**Exercise details:** For the data below, please report each line where the word "enum" is found.

**Extracted material:**
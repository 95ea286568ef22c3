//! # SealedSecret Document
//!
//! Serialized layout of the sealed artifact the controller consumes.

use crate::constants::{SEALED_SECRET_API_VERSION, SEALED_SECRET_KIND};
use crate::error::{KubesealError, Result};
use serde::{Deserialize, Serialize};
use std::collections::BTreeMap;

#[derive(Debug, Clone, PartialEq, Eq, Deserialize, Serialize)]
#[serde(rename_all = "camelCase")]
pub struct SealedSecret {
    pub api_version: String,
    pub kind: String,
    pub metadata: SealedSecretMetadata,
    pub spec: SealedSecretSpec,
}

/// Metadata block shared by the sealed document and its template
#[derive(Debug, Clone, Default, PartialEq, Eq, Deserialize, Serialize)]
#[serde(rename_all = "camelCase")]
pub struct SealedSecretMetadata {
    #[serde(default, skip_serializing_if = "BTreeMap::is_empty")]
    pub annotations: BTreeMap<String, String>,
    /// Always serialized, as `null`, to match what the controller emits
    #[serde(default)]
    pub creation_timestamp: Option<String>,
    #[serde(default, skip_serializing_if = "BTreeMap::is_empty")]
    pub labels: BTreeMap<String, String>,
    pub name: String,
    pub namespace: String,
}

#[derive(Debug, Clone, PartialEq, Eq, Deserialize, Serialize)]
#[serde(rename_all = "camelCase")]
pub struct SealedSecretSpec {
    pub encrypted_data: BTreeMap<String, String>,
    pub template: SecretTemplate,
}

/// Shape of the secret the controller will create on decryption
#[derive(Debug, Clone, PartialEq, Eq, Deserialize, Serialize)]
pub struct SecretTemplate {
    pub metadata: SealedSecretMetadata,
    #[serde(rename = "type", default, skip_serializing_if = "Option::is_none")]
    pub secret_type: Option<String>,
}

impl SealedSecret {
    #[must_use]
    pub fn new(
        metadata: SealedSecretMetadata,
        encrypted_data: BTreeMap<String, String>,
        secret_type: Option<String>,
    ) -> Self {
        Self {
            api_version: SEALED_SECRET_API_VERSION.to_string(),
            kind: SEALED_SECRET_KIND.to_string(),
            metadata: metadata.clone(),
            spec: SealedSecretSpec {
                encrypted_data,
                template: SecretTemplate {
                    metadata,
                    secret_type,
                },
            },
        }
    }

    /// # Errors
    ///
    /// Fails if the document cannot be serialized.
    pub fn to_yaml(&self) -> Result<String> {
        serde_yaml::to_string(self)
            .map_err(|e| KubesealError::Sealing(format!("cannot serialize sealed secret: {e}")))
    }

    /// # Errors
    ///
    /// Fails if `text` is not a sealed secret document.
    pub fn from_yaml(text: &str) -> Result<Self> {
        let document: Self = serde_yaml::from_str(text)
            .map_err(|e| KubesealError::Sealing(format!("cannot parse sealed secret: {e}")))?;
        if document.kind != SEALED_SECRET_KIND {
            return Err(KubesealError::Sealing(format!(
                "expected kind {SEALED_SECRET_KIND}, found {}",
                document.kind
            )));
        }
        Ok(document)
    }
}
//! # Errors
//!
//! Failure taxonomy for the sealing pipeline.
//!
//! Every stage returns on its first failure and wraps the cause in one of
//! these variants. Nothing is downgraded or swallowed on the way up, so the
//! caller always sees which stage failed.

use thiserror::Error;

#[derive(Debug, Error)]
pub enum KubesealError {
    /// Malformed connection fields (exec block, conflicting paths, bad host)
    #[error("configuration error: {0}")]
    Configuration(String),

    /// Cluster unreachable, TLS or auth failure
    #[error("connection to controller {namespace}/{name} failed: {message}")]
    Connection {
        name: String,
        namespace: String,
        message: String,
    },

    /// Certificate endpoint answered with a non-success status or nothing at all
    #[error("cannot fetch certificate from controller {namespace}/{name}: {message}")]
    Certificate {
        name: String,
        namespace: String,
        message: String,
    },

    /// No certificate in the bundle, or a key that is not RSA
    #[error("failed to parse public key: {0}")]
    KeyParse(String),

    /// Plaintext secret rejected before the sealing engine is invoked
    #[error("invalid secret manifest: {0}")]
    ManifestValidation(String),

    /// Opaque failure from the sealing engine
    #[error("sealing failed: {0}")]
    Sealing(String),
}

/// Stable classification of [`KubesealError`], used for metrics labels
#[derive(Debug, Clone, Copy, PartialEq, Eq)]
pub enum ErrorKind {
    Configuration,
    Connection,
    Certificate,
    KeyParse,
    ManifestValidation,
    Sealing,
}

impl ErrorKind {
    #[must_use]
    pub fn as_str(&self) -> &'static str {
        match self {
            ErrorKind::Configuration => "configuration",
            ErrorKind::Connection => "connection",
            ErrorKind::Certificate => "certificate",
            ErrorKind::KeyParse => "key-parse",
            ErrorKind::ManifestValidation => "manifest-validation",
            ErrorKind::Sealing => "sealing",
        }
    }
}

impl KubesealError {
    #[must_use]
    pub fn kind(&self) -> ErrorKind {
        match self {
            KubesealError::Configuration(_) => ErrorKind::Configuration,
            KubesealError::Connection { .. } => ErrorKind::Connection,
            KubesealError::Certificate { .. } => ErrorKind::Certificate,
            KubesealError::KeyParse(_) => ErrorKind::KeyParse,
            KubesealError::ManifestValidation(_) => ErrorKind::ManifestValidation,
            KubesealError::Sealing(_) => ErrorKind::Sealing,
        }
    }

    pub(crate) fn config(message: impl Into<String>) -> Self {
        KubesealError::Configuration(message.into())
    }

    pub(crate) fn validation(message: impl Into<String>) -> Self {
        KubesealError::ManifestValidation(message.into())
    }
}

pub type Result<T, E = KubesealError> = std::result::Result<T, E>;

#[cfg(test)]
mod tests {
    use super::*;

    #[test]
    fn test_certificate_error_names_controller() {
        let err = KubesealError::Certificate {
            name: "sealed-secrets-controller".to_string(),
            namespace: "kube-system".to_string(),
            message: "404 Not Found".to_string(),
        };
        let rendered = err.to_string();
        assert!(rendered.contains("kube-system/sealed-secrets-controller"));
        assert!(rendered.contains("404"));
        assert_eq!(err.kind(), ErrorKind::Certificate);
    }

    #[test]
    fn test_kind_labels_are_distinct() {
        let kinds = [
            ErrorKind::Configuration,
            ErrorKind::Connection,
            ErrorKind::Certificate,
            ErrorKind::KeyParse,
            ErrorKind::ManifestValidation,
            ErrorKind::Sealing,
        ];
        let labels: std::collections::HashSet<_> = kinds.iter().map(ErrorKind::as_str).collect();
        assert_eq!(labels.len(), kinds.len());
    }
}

---

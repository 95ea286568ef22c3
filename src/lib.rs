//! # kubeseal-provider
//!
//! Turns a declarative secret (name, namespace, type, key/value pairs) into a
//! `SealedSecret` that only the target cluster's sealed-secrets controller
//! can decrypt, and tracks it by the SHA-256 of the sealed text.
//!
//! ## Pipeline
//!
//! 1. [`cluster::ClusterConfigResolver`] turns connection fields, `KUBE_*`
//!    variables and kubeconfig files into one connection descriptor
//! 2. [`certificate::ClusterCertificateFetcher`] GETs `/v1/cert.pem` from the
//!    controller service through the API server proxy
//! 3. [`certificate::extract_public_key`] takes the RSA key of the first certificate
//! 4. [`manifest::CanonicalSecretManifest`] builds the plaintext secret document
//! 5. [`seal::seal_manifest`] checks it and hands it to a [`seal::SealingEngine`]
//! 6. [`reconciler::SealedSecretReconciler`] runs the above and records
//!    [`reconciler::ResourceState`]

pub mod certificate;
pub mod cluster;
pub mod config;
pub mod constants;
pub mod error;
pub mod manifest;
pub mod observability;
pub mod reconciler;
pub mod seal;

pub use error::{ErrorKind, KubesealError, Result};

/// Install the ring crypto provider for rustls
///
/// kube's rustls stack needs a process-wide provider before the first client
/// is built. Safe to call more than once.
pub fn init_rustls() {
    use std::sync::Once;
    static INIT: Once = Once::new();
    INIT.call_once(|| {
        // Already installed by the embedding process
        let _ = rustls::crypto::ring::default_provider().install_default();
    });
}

**Output:**
pub enum KubesealError {
pub enum ErrorKind {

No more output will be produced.